Open sssssshf opened 1 year ago

sssssshf commented 1 year ago

Do I have to use a browser to demonstrate when running a large model locally? Is there a demo in Python that directly feeds images and language into Python?

haotian-liu commented 1 year ago

Hi, thank you for your interest in our work.

This is a great suggestion! We have added an example script for CLI inference (single-turn Q-A session). An interactive CLI interface is WIP.

Please see instruction here: https://github.com/haotian-liu/LLaVA#cli-inference.

sssssshf commented 1 year ago

when I run this shell : python -m llava.eval.run_llava \ --model-name /LLaVA-13B-v0 \ --image-file "https://llava-vl.github.io/static/images/view.jpg" \ --query "What are the things I should be cautious about when I visit here?"

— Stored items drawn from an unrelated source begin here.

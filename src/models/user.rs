// SPDX-License-Identifier: MIT
// Copyright 2026 Roland Dreier <roland@rolandd.dev>

//! Session user, team and federated identity models.

use serde::{Deserialize, Serialize};

use super::reference::HasId;

/// Authorization role assigned by the backend.
#[derive(Debug, Clone, Copy, PartialEq, Eq, Hash, Serialize, Deserialize)]
#[serde(rename_all = "UPPERCASE")]
pub enum Role {
    Admin,
    Manager,
    Member,
}

impl Role {
    /// Whether the role may create, edit and delete projects.
    pub fn can_manage_projects(self) -> bool {
        matches!(self, Role::Admin | Role::Manager)
    }
}

/// Application user profile, as returned by the backend.
///
/// This is the single source of truth for authorization decisions in views.
#[derive(Debug, Clone, PartialEq, Serialize, Deserialize)]
#[serde(rename_all = "camelCase")]
pub struct SessionUser {
    #[serde(alias = "_id")]
    pub id: String,
    pub name: String,
    pub email: String,
    pub role: Role,
    #[serde(default)]
    pub team_id: Option<String>,
}

impl HasId for SessionUser {
    fn id(&self) -> &str {
        &self.id
    }
}

/// Populated user reference embedded in messages and tasks. The backend
/// may select only a subset of profile fields.
#[derive(Debug, Clone, PartialEq, Serialize, Deserialize)]
#[serde(rename_all = "camelCase")]
pub struct UserSummary {
    #[serde(alias = "_id")]
    pub id: String,
    #[serde(default)]
    pub name: String,
    #[serde(default)]
    pub email: Option<String>,
}

impl HasId for UserSummary {
    fn id(&self) -> &str {
        &self.id
    }
}

/// Team document; only ever seen embedded in other documents.
#[derive(Debug, Clone, PartialEq, Serialize, Deserialize)]
#[serde(rename_all = "camelCase")]
pub struct Team {
    #[serde(alias = "_id")]
    pub id: String,
    pub name: String,
    #[serde(default)]
    pub description: Option<String>,
    #[serde(default)]
    pub admin_id: Option<String>,
}

impl HasId for Team {
    fn id(&self) -> &str {
        &self.id
    }
}

/// Identity issued by the federated provider. Exists only while the
/// federated session is active.
#[derive(Debug, Clone, PartialEq, Eq, Serialize, Deserialize)]
pub struct Identity {
    /// Provider-assigned opaque user id
    pub uid: String,
    pub email: String,
    /// Provider ID token (never logged)
    #[serde(default)]
    pub id_token: String,
}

it's error : HFValidationError: Repo id must use alphanumeric chars or '-', '_', '.', '--' and '..' are forbidden, '-' and '.' cannot start or end the name, max length is 96: '/LLaVA-13B-v0'.

sssssshf commented 1 year ago

为什么直接下载这里的的模型不能直接用?https://huggingface.co/liuhaotian/LLaVA-13b-delta-v0

MaxFBurg commented 1 year ago

Cool, thank you very much @haotian-liu ! Do you have plans for providing a CLI that allows to feed multiple images and text prompts turn by turn anytime soon? This would be super cool to use your model for new downstream tasks.

vishaal27 commented 1 year ago

Yes, I agree with @MaxFBurg, are there any such implementation plans?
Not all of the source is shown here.